■ **EXERCISE**:
Give the data again exactly, from its opening line through the line in which "be left untouched." appears.

(Excerpts from a dataset)
Segment Open

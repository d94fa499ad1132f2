//! Field name and value resolution
//!
//! Both stages are pure lookups over read-only tables:
//! skip → rename → dynamic row value → static default.

use crate::config::{RenameTable, SkipSet, StaticTable};
use crate::row::RowRecord;

/// Outcome of resolving a template field name
#[derive(Debug, Clone, Copy, PartialEq, Eq)]
pub enum ResolvedName<'a> {
    /// Name to look values up under
    Field(&'a str),
    /// Field is excluded for this jurisdiction
    Skip,
}

/// Decide the effective name of a template field
///
/// The skip set is checked against the template's own name, before renaming.
/// Names absent from the rename table are used unchanged.
pub fn resolve_name<'a>(
    original: &'a str,
    rename: &'a RenameTable,
    skip: &SkipSet,
) -> ResolvedName<'a> {
    if skip.contains(original) {
        return ResolvedName::Skip;
    }

    match rename.get(original) {
        Some(mapped) => ResolvedName::Field(mapped),
        None => ResolvedName::Field(original),
    }
}

/// Pick the value for an effective field name
///
/// Row data wins over static defaults whenever the row has the key, including
/// when its value is empty. `None` means the field must be left untouched.
pub fn resolve_value<'a>(
    name: &str,
    row: &'a RowRecord,
    table: &'a StaticTable,
) -> Option<&'a str> {
    if let Some(value) = row.get(name) {
        return Some(value);
    }
    table.get(name).map(String::as_str)
}

#[cfg(test)]
mod tests {
    use super::*;

    fn rename() -> RenameTable {
        RenameTable::from([(
            "Check Box20".to_string(),
            "TRADE-BUILDINGCheck Box".to_string(),
        )])
    }

    fn statics() -> StaticTable {
        StaticTable::from([
            ("Contracting Co".to_string(), "MES Electric".to_string()),
            ("City".to_string(), "Wellington".to_string()),
        ])
    }

    #[test]
    fn test_identity_when_not_renamed() {
        let table = rename();
        let result = resolve_name("Contracting Co", &table, &SkipSet::new());
        assert_eq!(result, ResolvedName::Field("Contracting Co"));
    }

    #[test]
    fn test_rename_applies() {
        let table = rename();
        let result = resolve_name("Check Box20", &table, &SkipSet::new());
        assert_eq!(result, ResolvedName::Field("TRADE-BUILDINGCheck Box"));
    }

    #[test]
    fn test_skip_takes_precedence_over_rename() {
        let skip = SkipSet::from(["Check Box20".to_string()]);
        assert_eq!(
            resolve_name("Check Box20", &rename(), &skip),
            ResolvedName::Skip
        );
    }

    #[test]
    fn test_skip_matches_original_name_only() {
        // Renamed target listed in the skip set does not skip the source field
        let skip = SkipSet::from(["TRADE-BUILDINGCheck Box".to_string()]);
        let table = rename();
        assert_eq!(
            resolve_name("Check Box20", &table, &skip),
            ResolvedName::Field("TRADE-BUILDINGCheck Box")
        );
    }

    #[test]
    fn test_dynamic_wins_over_static() {
        let row: RowRecord = [("City", "Miami")].into_iter().collect();
        assert_eq!(resolve_value("City", &row, &statics()), Some("Miami"));
    }

    #[test]
    fn test_empty_dynamic_value_still_wins() {
        let row: RowRecord = [("City", "")].into_iter().collect();
        assert_eq!(resolve_value("City", &row, &statics()), Some(""));
    }

    #[test]
    fn test_static_fallback() {
        let row = RowRecord::default();
        let table = statics();
        assert_eq!(
            resolve_value("Contracting Co", &row, &table),
            Some("MES Electric")
        );
    }

    #[test]
    fn test_absent_when_nowhere() {
        let row: RowRecord = [("City", "Miami")].into_iter().collect();
        assert_eq!(resolve_value("License Number", &row, &statics()), None);
    }
}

Segment Closed

■ **WRITTEN SOLUTION**:
repository d94fa499ad1132f2
//! Field name and value resolution
//!
//! Both stages are pure lookups over read-only tables:
//! skip → rename → dynamic row value → static default.

use crate::config::{RenameTable, SkipSet, StaticTable};
use crate::row::RowRecord;

/// Outcome of resolving a template field name
#[derive(Debug, Clone, Copy, PartialEq, Eq)]
pub enum ResolvedName<'a> {
    /// Name to look values up under
    Field(&'a str),
    /// Field is excluded for this jurisdiction
    Skip,
}

/// Decide the effective name of a template field
///
/// The skip set is checked against the template's own name, before renaming.
/// Names absent from the rename table are used unchanged.
pub fn resolve_name<'a>(
    original: &'a str,
    rename: &'a RenameTable,
    skip: &SkipSet,
) -> ResolvedName<'a> {
    if skip.contains(original) {
        return ResolvedName::Skip;
    }

    match rename.get(original) {
        Some(mapped) => ResolvedName::Field(mapped),
        None => ResolvedName::Field(original),
    }
}

/// Pick the value for an effective field name
///
/// Row data wins over static defaults whenever the row has the key, including
/// when its value is empty. `None` means the field must be left untouched.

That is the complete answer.